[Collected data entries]
────────────────
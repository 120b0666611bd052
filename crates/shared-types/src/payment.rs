use serde::{Deserialize, Serialize};

use crate::common::{id_from_any, opt_id_from_any, opt_number_from_any};
use crate::status::{PaymentMethod, PaymentStatus};

/// A payment record as returned by `GET /admin/payments`.
#[derive(Debug, Clone, Default, PartialEq, Serialize, Deserialize)]
#[serde(rename_all = "camelCase", default)]
pub struct Payment {
    #[serde(deserialize_with = "id_from_any")]
    pub id: String,
    #[serde(deserialize_with = "opt_id_from_any")]
    pub contract_id: Option<String>,
    #[serde(alias = "payer")]
    pub sender: Option<String>,
    #[serde(alias = "payee")]
    pub receiver: Option<String>,
    #[serde(deserialize_with = "opt_number_from_any")]
    pub amount: Option<f64>,
    pub method: PaymentMethod,
    pub status: PaymentStatus,
    pub idempotency_key: Option<String>,
    #[serde(alias = "externalReference")]
    pub external_ref: Option<String>,
    #[serde(alias = "chainTxHash")]
    pub tx_hash: Option<String>,
    pub created_at: Option<String>,
}
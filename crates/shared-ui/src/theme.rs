use dioxus::prelude::*;

/// Theme families available in the dashboard.
///
/// Harbor has both modes. Ledger is light-only and Midnight is dark-only;
/// single-mode families resolve to their mode regardless of `is_dark`.
#[derive(Debug, Clone, Copy, PartialEq, Eq, Default)]
pub enum ThemeFamily {
    #[default]
    Harbor,
    /// High-contrast light theme for long table sessions.
    Ledger,
    Midnight,
}

/// All theme families in display order.
pub const ALL_FAMILIES: &[ThemeFamily] = &[
    ThemeFamily::Harbor,
    ThemeFamily::Ledger,
    ThemeFamily::Midnight,
];

/// `data-theme` value used before anything has been persisted.
pub const DEFAULT_THEME: &str = "harbor-light";

impl ThemeFamily {
    /// Key used for storage and select values.
    pub fn as_str(&self) -> &'static str {
        match self {
            ThemeFamily::Harbor => "harbor",
            ThemeFamily::Ledger => "ledger",
            ThemeFamily::Midnight => "midnight",
        }
    }

    pub fn display_name(&self) -> &'static str {
        match self {
            ThemeFamily::Harbor => "Harbor",
            ThemeFamily::Ledger => "Ledger",
            ThemeFamily::Midnight => "Midnight",
        }
    }

    /// Parse a family key, falling back to Harbor.
    pub fn from_key(s: &str) -> Self {
        match s {
            "ledger" => ThemeFamily::Ledger,
            "midnight" => ThemeFamily::Midnight,
            _ => ThemeFamily::Harbor,
        }
    }

    pub fn has_dark(&self) -> bool {
        !matches!(self, ThemeFamily::Ledger)
    }

    pub fn has_light(&self) -> bool {
        !matches!(self, ThemeFamily::Midnight)
    }

    /// Resolve to the CSS `data-theme` attribute value.
    pub fn resolve(&self, is_dark: bool) -> &'static str {
        match (self, is_dark) {
            (ThemeFamily::Harbor, true) => "harbor-dark",
            (ThemeFamily::Harbor, false) => "harbor-light",
            (ThemeFamily::Ledger, _) => "ledger",
            (ThemeFamily::Midnight, _) => "midnight",
        }
    }

    /// Inverse of [`ThemeFamily::resolve`] for a persisted `data-theme` value.
    pub fn from_theme(theme: &str) -> (ThemeFamily, bool) {
        match theme {
            "harbor-dark" => (ThemeFamily::Harbor, true),
            "ledger" => (ThemeFamily::Ledger, false),
            "midnight" => (ThemeFamily::Midnight, true),
            _ => (ThemeFamily::Harbor, false),
        }
    }
}

/// Shared theme state provided as context.
///
/// The top bar (dark toggle) and Settings (family picker) both write these
/// signals and then call [`ThemeState::apply`].
#[derive(Clone, Copy)]
pub struct ThemeState {
    pub family: Signal<ThemeFamily>,
    pub is_dark: Signal<bool>,
}

impl ThemeState {
    /// The `data-theme` value for the current selection.
    pub fn resolved(&self) -> &'static str {
        self.family.read().resolve(*self.is_dark.read())
    }

    /// Apply the current family and mode to the document.
    pub fn apply(&self) {
        set_theme(self.resolved());
    }

    /// Whether the dark toggle has any effect for the current family.
    pub fn mode_switchable(&self) -> bool {
        let family = *self.family.read();
        family.has_dark() && family.has_light()
    }
}

/// Seed the theme on startup from the `theme` cookie.
///
/// Applies the persisted value to `<html>` and, when a [`ThemeState`] is in
/// context, syncs its signals. Render once near the root.
#[component]
pub fn ThemeSeed() -> Element {
    let state = try_consume_context::<ThemeState>();

    use_future(move || async move {
        let mut eval = document::eval(&format!(
            r#"
            var match = document.cookie.match(/(?:^|;\s*)theme=([^;]*)/);
            var theme = match ? match[1] : '{DEFAULT_THEME}';
            document.documentElement.setAttribute('data-theme', theme);
            dioxus.send(theme);
            "#,
        ));
        if let Ok(theme) = eval.recv::<String>().await {
            if let Some(mut state) = state {
                let (family, is_dark) = ThemeFamily::from_theme(&theme);
                state.family.set(family);
                state.is_dark.set(is_dark);
            }
        }
    });

    rsx! {}
}

/// Set the active theme, persisting it to a cookie and updating the document.
pub fn set_theme(theme: &str) {
    document::eval(&format!(
        r#"
        document.cookie = 'theme={theme};path=/;max-age=2592000;SameSite=Lax';
        document.documentElement.setAttribute('data-theme', '{theme}');
        "#,
    ));
}

#[cfg(test)]
mod tests {
    use super::*;

    #[test]
    fn default_family_is_harbor() {
        assert_eq!(ThemeFamily::default(), ThemeFamily::Harbor);
    }

    #[test]
    fn key_round_trip() {
        for family in ALL_FAMILIES {
            assert_eq!(ThemeFamily::from_key(family.as_str()), *family);
        }
        assert_eq!(ThemeFamily::from_key("cyberpunk"), ThemeFamily::Harbor);
    }

    #[test]
    fn single_mode_families_ignore_dark_flag() {
        assert_eq!(ThemeFamily::Ledger.resolve(true), "ledger");
        assert_eq!(ThemeFamily::Midnight.resolve(false), "midnight");
        assert!(!ThemeFamily::Ledger.has_dark());
        assert!(!ThemeFamily::Midnight.has_light());
    }

    #[test]
    fn resolved_theme_maps_back() {
        for family in ALL_FAMILIES {
            for dark in [true, false] {
                let theme = family.resolve(dark);
                let (back, _) = ThemeFamily::from_theme(theme);
                assert_eq!(back, *family);
            }
        }
        assert_eq!(
            ThemeFamily::from_theme("harbor-dark"),
            (ThemeFamily::Harbor, true)
        );
        assert_eq!(ThemeFamily::from_theme(DEFAULT_THEME), (ThemeFamily::Harbor, false));
    }
}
────────────────
Task requirements - When you answer, return the records above exactly as they stand.

Solution -
repository 120b0666611bd052
filename crates/shared-types/src/payment.rs
use serde::{Deserialize, Serialize};

use crate::common::{id_from_any, opt_id_from_any, opt_number_from_any};
use crate::status::{PaymentMethod, PaymentStatus};

/// A payment record as returned by `GET /admin/payments`.
#[derive(Debug, Clone, Default, PartialEq, Serialize, Deserialize)]
#[serde(rename_all = "camelCase", default)]
pub struct Payment {
    #[serde(deserialize_with = "id_from_any")]
    pub id: String,
    #[serde(deserialize_with = "opt_id_from_any")]
    pub contract_id: Option<String>,
    #[serde(alias = "payer")]
    pub sender: Option<String>,
    #[serde(alias = "payee")]
    pub receiver: Option<String>,
    #[serde(deserialize_with = "opt_number_from_any")]
    pub amount: Option<f64>,
    pub method: PaymentMethod,
    pub status: PaymentStatus,
    pub idempotency_key: Option<String>,
    #[serde(alias = "externalReference")]
    pub external_ref: Option<String>,
    #[serde(alias = "chainTxHash")]
    pub tx_hash: Option<String>,
    pub created_at: Option<String>,
}
filename crates/shared-ui/src/theme.rs
use dioxus::prelude::*;

/// Theme families available in the dashboard.
///
/// Harbor has both modes. Ledger is light-only and Midnight is dark-only;
/// single-mode families resolve to their mode regardless of `is_dark`.
#[derive(Debug, Clone, Copy, PartialEq, Eq, Default)]
pub enum ThemeFamily {
    #[default]
    Harbor,
    /// High-contrast light theme for long table sessions.
    Ledger,
    Midnight,
}

/// All theme families in display order.
pub const ALL_FAMILIES: &[ThemeFamily] = &[
    ThemeFamily::Harbor,
    ThemeFamily::Ledger,
    ThemeFamily::Midnight,
];

/// `data-theme` value used before anything has been persisted.
pub const DEFAULT_THEME: &str = "harbor-light";

impl ThemeFamily {
    /// Key used for storage and select values.
    pub fn as_str(&self) -> &'static str {
        match self {
            ThemeFamily::Harbor => "harbor",
            ThemeFamily::Ledger => "ledger",
            ThemeFamily::Midnight => "midnight",
        }
    }

    pub fn display_name(&self) -> &'static str {
        match self {
            ThemeFamily::Harbor => "Harbor",
            ThemeFamily::Ledger => "Ledger",
            ThemeFamily::Midnight => "Midnight",
        }
    }

    /// Parse a family key, falling back to Harbor.
    pub fn from_key(s: &str) -> Self {
        match s {
            "ledger" => ThemeFamily::Ledger,
            "midnight" => ThemeFamily::Midnight,
            _ => ThemeFamily::Harbor,
        }
    }

    pub fn has_dark(&self) -> bool {
        !matches!(self, ThemeFamily::Ledger)
    }

    pub fn has_light(&self) -> bool {
        !matches!(self, ThemeFamily::Midnight)
    }

    /// Resolve to the CSS `data-theme` attribute value.
    pub fn resolve(&self, is_dark: bool) -> &'static str {
        match (self, is_dark) {
            (ThemeFamily::Harbor, true) => "harbor-dark",
            (ThemeFamily::Harbor, false) => "harbor-light",
            (ThemeFamily::Ledger, _) => "ledger",
            (ThemeFamily::Midnight, _) => "midnight",
        }
    }

    /// Inverse of [`ThemeFamily::resolve`] for a persisted `data-theme` value.
    pub fn from_theme(theme: &str) -> (ThemeFamily, bool) {
        match theme {
            "harbor-dark" => (ThemeFamily::Harbor, true),
            "ledger" => (ThemeFamily::Ledger, false),
            "midnight" => (ThemeFamily::Midnight, true),
            _ => (ThemeFamily::Harbor, false),
        }
    }
}

/// Shared theme state provided as context.
///
/// The top bar (dark toggle) and Settings (family picker) both write these
/// signals and then call [`ThemeState::apply`].
#[derive(Clone, Copy)]
pub struct ThemeState {
    pub family: Signal<ThemeFamily>,
    pub is_dark: Signal<bool>,
}

impl ThemeState {
    /// The `data-theme` value for the current selection.
    pub fn resolved(&self) -> &'static str {
        self.family.read().resolve(*self.is_dark.read())
    }

    /// Apply the current family and mode to the document.
    pub fn apply(&self) {
        set_theme(self.resolved());
    }

    /// Whether the dark toggle has any effect for the current family.
    pub fn mode_switchable(&self) -> bool {
        let family = *self.family.read();
        family.has_dark() && family.has_light()
    }
}

/// Seed the theme on startup from the `theme` cookie.
///
/// Applies the persisted value to `<html>` and, when a [`ThemeState`] is in
/// context, syncs its signals. Render once near the root.
#[component]
pub fn ThemeSeed() -> Element {
    let state = try_consume_context::<ThemeState>();

    use_future(move || async move {
        let mut eval = document::eval(&format!(
            r#"
            var match = document.cookie.match(/(?:^|;\s*)theme=([^;]*)/);
            var theme = match ? match[1] : '{DEFAULT_THEME}';
            document.documentElement.setAttribute('data-theme', theme);
            dioxus.send(theme);
            "#,
        ));
        if let Ok(theme) = eval.recv::<String>().await {
            if let Some(mut state) = state {
                let (family, is_dark) = ThemeFamily::from_theme(&theme);
                state.family.set(family);
                state.is_dark.set(is_dark);
            }
        }
    });

    rsx! {}
}

/// Set the active theme, persisting it to a cookie and updating the document.
pub fn set_theme(theme: &str) {
    document::eval(&format!(
        r#"
        document.cookie = 'theme={theme};path=/;max-age=2592000;SameSite=Lax';
        document.documentElement.setAttribute('data-theme', '{theme}');
        "#,
    ));
}

#[cfg(test)]
mod tests {
    use super::*;

    #[test]
    fn default_family_is_harbor() {
        assert_eq!(ThemeFamily::default(), ThemeFamily::Harbor);
    }

    #[test]
    fn key_round_trip() {
        for family in ALL_FAMILIES {
            assert_eq!(ThemeFamily::from_key(family.as_str()), *family);
        }
        assert_eq!(ThemeFamily::from_key("cyberpunk"), ThemeFamily::Harbor);
    }

    #[test]
    fn single_mode_families_ignore_dark_flag() {
        assert_eq!(ThemeFamily::Ledger.resolve(true), "ledger");
        assert_eq!(ThemeFamily::Midnight.resolve(false), "midnight");
        assert!(!ThemeFamily::Ledger.has_dark());
        assert!(!ThemeFamily::Midnight.has_light());
    }

    #[test]
    fn resolved_theme_maps_back() {
        for family in ALL_FAMILIES {
            for dark in [true, false] {
                let theme = family.resolve(dark);
                let (back, _) = ThemeFamily::from_theme(theme);
                assert_eq!(back, *family);
            }
        }
        assert_eq!(
            ThemeFamily::from_theme("harbor-dark"),
            (ThemeFamily::Harbor, true)
        );
        assert_eq!(ThemeFamily::from_theme(DEFAULT_THEME), (ThemeFamily::Harbor, false));
    }
}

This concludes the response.